Look at directory indexes. One such Webdav server is http://live.sysinternals.com/ – yes, they have a TLS enabled version you can hit, but maybe for compatibility or to avoid challenges with wget or an older operating system, you want to get a file from there on good old port 80. It’s not an encrypted connection, yes, but implying worse is not good. Unencrypted open directories are all over the Internet an have a ton of different content and uses. They don’t all have to be TLS encrypted.
In fact, to get a certificate Lets Encrypt needs to be able to verify your site first. How? One way is with an unencrypted port 80 connection. If encryption is good, then the means of getting your site encrypted should also be good, right?
Also, for better or worse, many of the manuals I encounter for small offshore companies are hosted on sites that are not TLS encrypted. Hey, that’s ok too.

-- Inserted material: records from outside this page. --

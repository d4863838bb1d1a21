//! Scripted collaborators shared by the integration tests.
#![allow(dead_code)]

use std::collections::HashMap;
use std::sync::atomic::{AtomicUsize, Ordering};
use std::sync::{Arc, Mutex};
use std::time::Duration;

use async_trait::async_trait;
use gauntlet_core::judge::CandidateScore;
use gauntlet_core::{
    BackendConfig, BackendExecutor, BackendResponse, Candidate, CandidateExecutor, CandidateRequest,
    EmitterConfig, EvaluationContext, EvaluationResult, Evaluator, EvaluatorRegistry, Event,
    EventEmitter, EventType, Judge, JudgeBackend, ObserverTransport, PhaseContext, PhaseScope,
};
use gauntlet_state::{
    Branch, BranchConfig, Checkpoint, CheckpointId, CheckpointState, CheckpointStore, HistorySlot,
    MemoryCheckpointStore, MemorySequenceCounter, StorageError, StorageResult,
};

/// How a scripted provider answers.
#[derive(Debug, Clone)]
pub enum Behavior {
    Reply(String),
    /// Reply with a self-reported confidence
    Confident(String, f64),
    Fail(String),
    /// Sleep far past any timeout
    Hang,
    /// Reply with the attempt number appended
    EchoAttempt(String),
}

/// Backend that answers per provider and records every request.
#[derive(Default)]
pub struct ScriptedBackend {
    behaviors: HashMap<String, Behavior>,
    requests: Mutex<Vec<CandidateRequest>>,
}

impl ScriptedBackend {
    pub fn new() -> Self {
        Self::default()
    }

    pub fn with(mut self, provider: &str, behavior: Behavior) -> Self {
        self.behaviors.insert(provider.to_string(), behavior);
        self
    }

    pub fn requests(&self) -> Vec<CandidateRequest> {
        self.requests.lock().unwrap().clone()
    }

    /// Prompts sent to `provider`, in call order.
    pub fn prompts_for(&self, provider: &str) -> Vec<String> {
        self.requests()
            .into_iter()
            .filter(|r| r.config.provider == provider)
            .map(|r| r.prompt)
            .collect()
    }
}

#[async_trait]
impl BackendExecutor for ScriptedBackend {
    async fn run(&self, request: &CandidateRequest) -> anyhow::Result<BackendResponse> {
        self.requests.lock().unwrap().push(request.clone());
        let behavior = self
            .behaviors
            .get(&request.config.provider)
            .cloned()
            .unwrap_or_else(|| Behavior::Reply(format!("{} output", request.config.provider)));
        match behavior {
            Behavior::Reply(text) => Ok(BackendResponse::text(text)),
            Behavior::Confident(text, confidence) => {
                let mut response = BackendResponse::text(text);
                response.self_confidence = Some(confidence);
                Ok(response)
            }
            Behavior::Fail(message) => anyhow::bail!(message),
            Behavior::Hang => {
                tokio::time::sleep(Duration::from_secs(24 * 3600)).await;
                Ok(BackendResponse::text("too late"))
            }
            Behavior::EchoAttempt(text) => Ok(BackendResponse::text(format!("{text} #{}", request.attempt))),
        }
    }
}

/// Evaluator whose verdict depends on the attempt number.
pub struct ScriptedEvaluator {
    name: String,
    /// passed flag for attempt 1, 2, ...; missing entries pass
    verdicts: Vec<bool>,
    deterministic: bool,
}

impl ScriptedEvaluator {
    pub fn new(name: &str, verdicts: &[bool]) -> Self {
        Self {
            name: name.to_string(),
            verdicts: verdicts.to_vec(),
            deterministic: true,
        }
    }

    pub fn subjective(mut self) -> Self {
        self.deterministic = false;
        self
    }
}

#[async_trait]
impl Evaluator for ScriptedEvaluator {
    fn name(&self) -> &str {
        &self.name
    }

    fn category(&self) -> &str {
        "scripted"
    }

    fn is_deterministic(&self) -> bool {
        self.deterministic
    }

    async fn evaluate(&self, _phase: &str, _output: &str, ctx: &EvaluationContext) -> anyhow::Result<EvaluationResult> {
        let index = ctx.attempt.saturating_sub(1) as usize;
        let passed = self.verdicts.get(index).copied().unwrap_or(true);
        Ok(if passed {
            EvaluationResult::pass(&self.name, self.category())
        } else {
            EvaluationResult::fail(&self.name, self.category(), format!("issue on attempt {}", ctx.attempt))
                .with_suggestion("cover the error paths")
        })
    }
}

/// Evaluator that always errors.
pub struct BrokenEvaluator;

#[async_trait]
impl Evaluator for BrokenEvaluator {
    fn name(&self) -> &str {
        "broken"
    }

    fn category(&self) -> &str {
        "scripted"
    }

    fn is_deterministic(&self) -> bool {
        true
    }

    async fn evaluate(&self, _: &str, _: &str, _: &EvaluationContext) -> anyhow::Result<EvaluationResult> {
        anyhow::bail!("linter crashed")
    }
}

/// Judge backend with fixed scores per provider; counts invocations.
#[derive(Default)]
pub struct FixedJudge {
    scores: HashMap<String, f64>,
    calls: AtomicUsize,
    fail: bool,
}

impl FixedJudge {
    pub fn new(scores: &[(&str, f64)]) -> Self {
        Self {
            scores: scores.iter().map(|(p, s)| (p.to_string(), *s)).collect(),
            ..Self::default()
        }
    }

    pub fn failing() -> Self {
        Self {
            fail: true,
            ..Self::default()
        }
    }

    pub fn calls(&self) -> usize {
        self.calls.load(Ordering::SeqCst)
    }
}

#[async_trait]
impl JudgeBackend for FixedJudge {
    async fn score(&self, _phase: &str, candidates: &[Candidate]) -> anyhow::Result<Vec<CandidateScore>> {
        self.calls.fetch_add(1, Ordering::SeqCst);
        anyhow::ensure!(!self.fail, "judge backend unavailable");
        Ok(candidates
            .iter()
            .map(|c| CandidateScore {
                score: self.scores.get(&c.provider).copied().unwrap_or(0.0),
                rationale: format!("fixed score for {}", c.provider),
                ..CandidateScore::default()
            })
            .collect())
    }
}

/// Checkpoint store whose writes fail; reads delegate to memory.
#[derive(Default)]
pub struct FailingStore {
    inner: MemoryCheckpointStore,
}

impl FailingStore {
    fn refused() -> StorageError {
        StorageError::Backend("disk full".to_string())
    }
}

#[async_trait]
impl CheckpointStore for FailingStore {
    async fn create_checkpoint(&self, _: &str, _: &str, _: CheckpointState) -> StorageResult<Checkpoint> {
        Err(Self::refused())
    }

    async fn create_checkpoint_on(
        &self,
        _: &str,
        _: &str,
        _: &str,
        _: CheckpointState,
    ) -> StorageResult<Checkpoint> {
        Err(Self::refused())
    }

    async fn insert_checkpoint(&self, _: Checkpoint) -> StorageResult<Checkpoint> {
        Err(Self::refused())
    }

    async fn branch_from(&self, id: &CheckpointId, config: BranchConfig) -> StorageResult<Branch> {
        self.inner.branch_from(id, config).await
    }

    async fn rewind(&self, sprint_id: &str, id: &CheckpointId) -> StorageResult<HistorySlot> {
        self.inner.rewind(sprint_id, id).await
    }

    async fn restore(&self, sprint_id: &str, version: u32) -> StorageResult<HistorySlot> {
        self.inner.restore(sprint_id, version).await
    }

    async fn list_checkpoints(&self, sprint_id: &str) -> StorageResult<Vec<Checkpoint>> {
        self.inner.list_checkpoints(sprint_id).await
    }

    async fn get_checkpoint(&self, id: &CheckpointId) -> StorageResult<Checkpoint> {
        self.inner.get_checkpoint(id).await
    }

    async fn lineage(&self, id: &CheckpointId) -> StorageResult<Vec<Checkpoint>> {
        self.inner.lineage(id).await
    }

    async fn current(&self, sprint_id: &str) -> StorageResult<Option<Checkpoint>> {
        self.inner.current(sprint_id).await
    }

    async fn active_branch(&self, sprint_id: &str) -> StorageResult<String> {
        self.inner.active_branch(sprint_id).await
    }

    async fn checkout(&self, sprint_id: &str, branch: &str) -> StorageResult<Branch> {
        self.inner.checkout(sprint_id, branch).await
    }

    async fn get_branch(&self, sprint_id: &str, name: &str) -> StorageResult<Branch> {
        self.inner.get_branch(sprint_id, name).await
    }

    async fn branches(&self, sprint_id: &str) -> StorageResult<Vec<Branch>> {
        self.inner.branches(sprint_id).await
    }

    async fn history(&self, sprint_id: &str) -> StorageResult<Vec<HistorySlot>> {
        self.inner.history(sprint_id).await
    }
}

/// Observer that records deliveries and refuses every `refuse_every`th sequence.
pub struct RecordingObserver {
    id: String,
    refuse_every: Option<u64>,
    delivered: Mutex<Vec<u64>>,
}

impl RecordingObserver {
    pub fn new(id: &str) -> Self {
        Self {
            id: id.to_string(),
            refuse_every: None,
            delivered: Mutex::new(Vec::new()),
        }
    }

    pub fn refusing_every(mut self, n: u64) -> Self {
        self.refuse_every = Some(n);
        self
    }

    pub fn delivered(&self) -> Vec<u64> {
        self.delivered.lock().unwrap().clone()
    }
}

#[async_trait]
impl ObserverTransport for RecordingObserver {
    fn id(&self) -> &str {
        &self.id
    }

    async fn deliver(&self, event: &Event) -> anyhow::Result<()> {
        if let Some(n) = self.refuse_every {
            anyhow::ensure!(event.sequence % n != 0, "socket closed");
        }
        self.delivered.lock().unwrap().push(event.sequence);
        Ok(())
    }
}

pub fn emitter() -> Arc<EventEmitter> {
    Arc::new(EventEmitter::new(
        Arc::new(MemorySequenceCounter::new()),
        EmitterConfig::default(),
    ))
}

pub fn registry(evaluators: Vec<Arc<dyn Evaluator>>) -> EvaluatorRegistry {
    evaluators
        .into_iter()
        .fold(EvaluatorRegistry::new(), |r, e| r.with(e, PhaseScope::All))
}

/// A phase context over in-memory stores.
pub fn phase_context(
    sprint_id: &str,
    backend: Arc<dyn BackendExecutor>,
    backends: Vec<BackendConfig>,
    judge: Arc<dyn JudgeBackend>,
    evaluators: EvaluatorRegistry,
) -> PhaseContext {
    PhaseContext {
        sprint_id: sprint_id.to_string(),
        executor: Arc::new(CandidateExecutor::new(backend)),
        backends,
        judge: Arc::new(Judge::new("default", judge)),
        evaluators: Arc::new(evaluators),
        checkpoints: Arc::new(MemoryCheckpointStore::new()),
        emitter: emitter(),
        workspace: None,
        branch: None,
        parameters: serde_json::Value::Null,
    }
}

pub async fn event_types(emitter: &EventEmitter, room: &str) -> Vec<EventType> {
    emitter
        .replay(room, 0)
        .await
        .events
        .into_iter()
        .map(|e| e.event_type)
        .collect()
}

/// Asserts sequences run 1..=n without gaps.
pub fn assert_gapless(sequences: &[u64]) {
    for (i, seq) in sequences.iter().enumerate() {
        assert_eq!(*seq, i as u64 + 1, "sequence gap at position {i}: {sequences:?}");
    }
}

In some cases, getting a site up is challenge but with your provider, getting TLS certificate is a serious pain in the ass. Don’t let that discourage you. Test that stuff and make it work. If you’re just starting your learning journey in tech, you might think you screwed something up seeing all these “Not Secure.” messages.
We should never have an Internet constructed by monopolies that decided for us what is good and what is bad. The spirit of the open web must live on, encrypted our not.